About this exercise:
Whenever a line below mentions the word "completed", that line should be copied.

Information supplied:
☆ ☆ ☆ ☆ ☆ ☆ ☆

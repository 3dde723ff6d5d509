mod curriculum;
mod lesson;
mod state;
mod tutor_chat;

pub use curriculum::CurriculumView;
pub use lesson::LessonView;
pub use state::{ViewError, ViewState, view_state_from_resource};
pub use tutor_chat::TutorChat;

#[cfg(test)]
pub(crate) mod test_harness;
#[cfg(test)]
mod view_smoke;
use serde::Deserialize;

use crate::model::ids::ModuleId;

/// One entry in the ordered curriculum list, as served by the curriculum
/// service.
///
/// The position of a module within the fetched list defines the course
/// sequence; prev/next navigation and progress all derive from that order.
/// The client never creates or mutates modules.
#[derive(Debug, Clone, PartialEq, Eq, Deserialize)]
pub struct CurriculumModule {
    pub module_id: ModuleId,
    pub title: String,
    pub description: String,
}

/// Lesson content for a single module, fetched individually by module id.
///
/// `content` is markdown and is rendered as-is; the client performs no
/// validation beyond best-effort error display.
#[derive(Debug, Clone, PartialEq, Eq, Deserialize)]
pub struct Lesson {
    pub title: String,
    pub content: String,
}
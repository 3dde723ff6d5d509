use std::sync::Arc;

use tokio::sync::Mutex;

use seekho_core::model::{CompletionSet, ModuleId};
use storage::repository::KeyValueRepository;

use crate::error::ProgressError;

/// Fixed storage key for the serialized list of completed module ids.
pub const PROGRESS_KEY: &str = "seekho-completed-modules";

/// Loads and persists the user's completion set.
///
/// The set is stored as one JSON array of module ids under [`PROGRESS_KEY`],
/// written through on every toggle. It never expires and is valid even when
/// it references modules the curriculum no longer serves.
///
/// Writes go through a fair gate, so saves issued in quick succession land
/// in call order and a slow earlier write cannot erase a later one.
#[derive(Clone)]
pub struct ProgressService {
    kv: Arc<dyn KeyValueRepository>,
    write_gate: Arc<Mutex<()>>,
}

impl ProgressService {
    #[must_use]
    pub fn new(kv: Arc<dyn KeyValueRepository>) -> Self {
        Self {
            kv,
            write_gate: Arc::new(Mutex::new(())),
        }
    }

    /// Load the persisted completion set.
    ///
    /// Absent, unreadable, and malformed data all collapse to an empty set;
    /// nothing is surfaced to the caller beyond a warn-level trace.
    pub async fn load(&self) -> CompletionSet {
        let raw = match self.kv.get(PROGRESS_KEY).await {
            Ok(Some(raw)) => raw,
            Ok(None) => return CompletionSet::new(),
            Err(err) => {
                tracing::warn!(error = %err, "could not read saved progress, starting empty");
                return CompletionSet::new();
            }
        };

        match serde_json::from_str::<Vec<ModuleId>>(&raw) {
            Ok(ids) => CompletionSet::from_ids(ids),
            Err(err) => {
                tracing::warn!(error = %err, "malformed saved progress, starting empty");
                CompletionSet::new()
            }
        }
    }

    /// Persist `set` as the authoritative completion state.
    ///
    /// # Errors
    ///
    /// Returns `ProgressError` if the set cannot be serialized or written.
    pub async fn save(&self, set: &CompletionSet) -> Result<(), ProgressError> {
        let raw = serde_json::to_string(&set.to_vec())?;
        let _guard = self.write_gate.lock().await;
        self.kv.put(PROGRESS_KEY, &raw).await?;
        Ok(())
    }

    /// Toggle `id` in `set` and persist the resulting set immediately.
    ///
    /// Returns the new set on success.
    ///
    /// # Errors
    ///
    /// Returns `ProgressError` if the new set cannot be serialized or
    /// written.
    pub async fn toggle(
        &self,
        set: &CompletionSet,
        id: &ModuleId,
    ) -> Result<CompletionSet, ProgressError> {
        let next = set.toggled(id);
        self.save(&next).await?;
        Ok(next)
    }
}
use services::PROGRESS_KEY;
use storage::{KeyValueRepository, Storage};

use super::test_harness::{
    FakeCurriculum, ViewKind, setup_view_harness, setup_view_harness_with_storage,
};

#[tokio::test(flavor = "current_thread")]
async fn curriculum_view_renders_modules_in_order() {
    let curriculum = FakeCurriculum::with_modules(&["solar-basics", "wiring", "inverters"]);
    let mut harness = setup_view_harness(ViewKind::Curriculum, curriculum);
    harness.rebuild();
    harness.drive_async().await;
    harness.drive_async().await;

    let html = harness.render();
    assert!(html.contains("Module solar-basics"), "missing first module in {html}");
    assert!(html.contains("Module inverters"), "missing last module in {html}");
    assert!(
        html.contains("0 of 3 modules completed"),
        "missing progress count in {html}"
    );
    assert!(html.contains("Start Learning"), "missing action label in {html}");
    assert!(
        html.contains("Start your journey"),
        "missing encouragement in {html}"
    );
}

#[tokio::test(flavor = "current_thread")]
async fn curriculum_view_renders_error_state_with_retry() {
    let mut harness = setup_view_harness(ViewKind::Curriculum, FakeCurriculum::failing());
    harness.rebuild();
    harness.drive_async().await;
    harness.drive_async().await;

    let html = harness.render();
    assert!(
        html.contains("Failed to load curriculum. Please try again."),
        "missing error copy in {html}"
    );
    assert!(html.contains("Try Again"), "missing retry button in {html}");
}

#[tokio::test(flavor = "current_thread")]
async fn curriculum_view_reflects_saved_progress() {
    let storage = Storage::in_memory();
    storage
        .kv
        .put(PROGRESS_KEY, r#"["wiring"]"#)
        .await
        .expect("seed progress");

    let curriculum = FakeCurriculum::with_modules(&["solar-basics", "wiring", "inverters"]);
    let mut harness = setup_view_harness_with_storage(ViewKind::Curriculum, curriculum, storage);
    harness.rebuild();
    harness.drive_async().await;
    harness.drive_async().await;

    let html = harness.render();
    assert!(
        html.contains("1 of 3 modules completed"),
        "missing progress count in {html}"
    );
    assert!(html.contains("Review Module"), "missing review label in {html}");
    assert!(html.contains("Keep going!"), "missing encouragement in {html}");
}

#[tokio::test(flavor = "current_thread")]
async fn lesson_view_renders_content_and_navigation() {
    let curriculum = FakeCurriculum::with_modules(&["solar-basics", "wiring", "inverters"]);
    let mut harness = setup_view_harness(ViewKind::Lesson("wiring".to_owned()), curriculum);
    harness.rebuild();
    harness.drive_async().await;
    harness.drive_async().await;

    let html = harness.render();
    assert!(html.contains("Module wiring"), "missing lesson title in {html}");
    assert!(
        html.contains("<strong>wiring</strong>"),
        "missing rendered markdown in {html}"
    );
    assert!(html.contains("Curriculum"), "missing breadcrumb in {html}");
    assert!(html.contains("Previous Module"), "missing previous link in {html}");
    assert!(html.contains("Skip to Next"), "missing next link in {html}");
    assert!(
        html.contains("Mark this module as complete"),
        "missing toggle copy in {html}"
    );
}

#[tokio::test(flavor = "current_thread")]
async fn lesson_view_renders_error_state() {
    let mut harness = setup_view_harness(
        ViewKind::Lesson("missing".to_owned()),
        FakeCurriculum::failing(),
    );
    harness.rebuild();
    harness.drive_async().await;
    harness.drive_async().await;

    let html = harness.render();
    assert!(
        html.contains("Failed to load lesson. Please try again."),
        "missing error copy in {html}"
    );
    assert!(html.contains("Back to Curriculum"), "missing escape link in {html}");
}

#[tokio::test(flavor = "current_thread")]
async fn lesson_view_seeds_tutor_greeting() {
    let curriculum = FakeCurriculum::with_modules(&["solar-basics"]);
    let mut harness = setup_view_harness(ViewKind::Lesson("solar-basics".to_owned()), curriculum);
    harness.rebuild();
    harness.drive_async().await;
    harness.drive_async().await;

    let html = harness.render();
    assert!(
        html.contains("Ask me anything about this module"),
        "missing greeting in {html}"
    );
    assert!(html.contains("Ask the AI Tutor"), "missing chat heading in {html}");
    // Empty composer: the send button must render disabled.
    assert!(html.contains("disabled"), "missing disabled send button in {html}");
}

☆ ☆ ☆ ☆ ☆ ☆ ☆

Answer section:
/// Fixed storage key for the serialized list of completed module ids.
pub const PROGRESS_KEY: &str = "seekho-completed-modules";
        html.contains("0 of 3 modules completed"),
        html.contains("1 of 3 modules completed"),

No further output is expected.